--- What you should do ---
Say how many lines below have "draft" in them, giving the number alone.

--- Data in this exercise ---
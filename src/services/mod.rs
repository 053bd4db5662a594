pub mod attempt;
pub mod grading;
pub mod scoring;
pub mod timer;
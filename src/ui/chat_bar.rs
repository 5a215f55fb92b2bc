use crate::app::state::AppState;
use eframe::egui;

/// What the composer asked the app to do this frame.
#[derive(Debug, Clone, Copy, PartialEq, Eq)]
pub enum ComposerAction {
    Send,
    Upload,
}

pub fn draw_chat_bar(ui: &mut egui::Ui, state: &mut AppState) -> Option<ComposerAction> {
    let mut action = None;

    if let AppState::LoggedIn {
        draft,
        awaiting_reply,
        socket,
        last_error,
        ..
    } = state
    {
        ui.horizontal(|ui| {
            let response = ui.add_sized(
                [ui.available_width() - 140.0, 24.0],
                egui::TextEdit::singleline(draft).hint_text("Send a message"),
            );
            let enter_pressed =
                response.lost_focus() && ui.input(|i| i.key_pressed(egui::Key::Enter));

            let connected = socket.is_some();
            let can_send = !draft.is_empty() && connected;

            if ui.add_enabled(can_send, egui::Button::new("Send")).clicked()
                || (enter_pressed && can_send)
            {
                action = Some(ComposerAction::Send);
            }
            if ui
                .add_enabled(connected, egui::Button::new("Upload"))
                .clicked()
            {
                action = Some(ComposerAction::Upload);
            }
            if *awaiting_reply {
                ui.spinner();
            }
        });

        if let Some(error) = last_error {
            ui.colored_label(egui::Color32::RED, error.as_str());
        }
    }

    action
}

--- Your solution ---
3